ULUSAL GELİRE ETKİ EDEN ÜRETİM FAKTÖRLERİ VE “SİYASALEKONOMİ”
FAKTÖRÜNÜN ÜRETİM FAKTÖRLERİ DENGELERİ ÜZERİNE ETKİSİ
Bir işletmenin üretim faaliyetinde
bulunabilmesi için gerekli olan üretim faktörleri: a) üretim faaliyetlerini
yerine getiren çalışanlardan oluşan emek gücü, b) üretimde kullanılacak makine,
teçhizat, bina, teknoloji, hammadde alımları için gerekli olan sermaye, c)
üretimde kullanılacak sermaye ve emek faktörlerini en verimli yöntemle organize
ederek firmayı çalıştıracak olan girişimcidir.
Bu anlamda “Üretim Faktörünü” tanımlarken,
üretim çalışmasına doğrudan etki ederek gerçekleşmesini sağlayan etkenler,
diyebiliriz. Üretime etki eden emek, sermaye, girişimci faktörlerinin yanında
son bir etken olarak doğa da bir üretim faktörü olarak bazı iktisatçılar
tarafından sıralansa da, doğa faktörü hammadde olarak sermaye faktörü içinde de
değerlendirilmektedir.
“Bir ulusun” yıllık üretim faaliyetinde
bulunabilmesinde ve bu üretimin bol veya kıt olmasında etken olan “üretim
faktörleri” ise doğa, emek, sermaye ve girişimcinin yanında bu üretim
faktörlerini ülke genelinde en verimli yöntemle koordine eden devlet
yönetimindeki sorumlu siyasetçilerden oluşan “siyasalekonomi” faktörüdür.
Devlet yönetiminin ülke genelini kapsayan, ulusal ekonomiyi yöneten anlayış ve
görüşü “siyasalekonomi” kavramının anlamını oluşturur. Doğa faktörünü ulusal
ekonomide ayrı bir faktör olarak ele almak gerekir, çünkü ulusal alanda üretim
faaliyetinde doğal kaynaklar çok büyük bir etkendir ve üretimin yönü ile miktarı
konusunda doğrudan etkide bulunan bir faktördür.
Siyasalekonomi
faktörü ulusal üretimin çok veya az oluşunda etkide bulunurken koordine ettiği
Emek Faktörünün üretim bilgisi, üretim deneyimi, üretim sürecindeki kavrama
yeteneği, kullandığı üretim teknolojisi çok önem taşır. Siyasalekonominin
yetkilileri emeğin üretim yeteneğinin artırılmasında eğitimine büyük önem
verirler. Eğitimi-öğretimi sadece yurttaşların topluma uyum sağlaması açısından
değil toplumda yer alacakları üretim çalışmaları açından da programlarlar. Üretimde
yerleştirilen sermayenin birikim miktarı, sermayenin organize duruma gelerek
emeğin çalıştırılması diğer bir anlamıyla “Girişimcilik Faktörünün”

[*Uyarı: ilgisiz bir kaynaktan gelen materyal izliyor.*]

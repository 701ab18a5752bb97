//! Constraint validators
//!
//! A constraint is a named predicate over one already type-checked value,
//! plus the message reported when the predicate fails. Validators are
//! immutable and shared freely between threads.
//!
//! Constructors with parameters that can be wrong return `SchemaResult`, so a
//! bad parameter fails while the schema is being written, not while input is
//! being resolved.

mod membership;
mod number;
mod string;

use std::fmt;
use std::sync::Arc;

use serde_json::Value;

use crate::schema::PrimitiveKind;

pub use membership::{blacklist, whitelist};
pub use number::{max, min, range, safe_int, MAX_SAFE_INTEGER};
pub use string::{length_range, no_extra_space, non_empty_string, regex};

type Predicate = dyn Fn(&Value) -> bool + Send + Sync;

/// A named check applied to a field value after its type has been verified.
#[derive(Clone)]
pub struct ConstraintValidator {
    name: String,
    message: String,
    applies_to: Option<PrimitiveKind>,
    predicate: Arc<Predicate>,
}

impl ConstraintValidator {
    /// Creates a validator usable on any field category.
    ///
    /// `name` identifies the validator on a field: attaching a second
    /// validator with the same name replaces the first.
    pub fn new<F>(name: impl Into<String>, message: impl Into<String>, predicate: F) -> Self
    where
        F: Fn(&Value) -> bool + Send + Sync + 'static,
    {
        Self {
            name: name.into(),
            message: message.into(),
            applies_to: None,
            predicate: Arc::new(predicate),
        }
    }

    /// Restricts the validator to fields of one primitive kind
    pub fn for_kind(mut self, kind: PrimitiveKind) -> Self {
        self.applies_to = Some(kind);
        self
    }

    /// Validator name
    pub fn name(&self) -> &str {
        &self.name
    }

    /// Failure message
    pub fn message(&self) -> &str {
        &self.message
    }

    /// The only primitive kind this validator may be attached to, if restricted
    pub fn applies_to(&self) -> Option<PrimitiveKind> {
        self.applies_to
    }

    /// Runs the predicate
    pub fn check(&self, value: &Value) -> bool {
        (self.predicate)(value)
    }
}

impl fmt::Debug for ConstraintValidator {
    fn fmt(&self, f: &mut fmt::Formatter<'_>) -> fmt::Result {
        f.debug_struct("ConstraintValidator")
            .field("name", &self.name)
            .field("message", &self.message)
            .field("applies_to", &self.applies_to)
            .finish_non_exhaustive()
    }
}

etkinliğinin arttırılması, üreticisi nüfus sayısının üretmeyen nüfus sayısından
yüksek olmasının sağlanması siyasalekonominin üretim faaliyetleri arasındadır.
Hükümetlerin uygulamış oldukları “siyasalekonominin” bir
ulusun yıllık üretimi üzerinde etkisi çok önemlidir. Siyasalekonomi faktörünün ulusal üretimin
verimli ve yüksek olmasını sağlayabilmesi, yıllık ulusal üretimin
gereksinmeleri karşılayabilmesi, üretim
faktörleri arasında dengeyi sağlamasına bağlıdır.
Yıllık
ulusal gelirin artması ve yeterli olması “somut ürünlerin” üretiminin daha
fazla olmasına bağlıdır. Elle tutulur ve zorunlu gereksinmelerin karşılanmasına
karşılık olan ürünler “somut ürünlerdir”: Tarım ürünleri, giyim-tekstil
ürünleri, yapı malzemeleri...vb. somut ürünlerdir. Sanat eseri, kitap, tiyatro, eğitim…vb ile
hizmete yönelik emek ürünleri “soyut ürünlerdir”.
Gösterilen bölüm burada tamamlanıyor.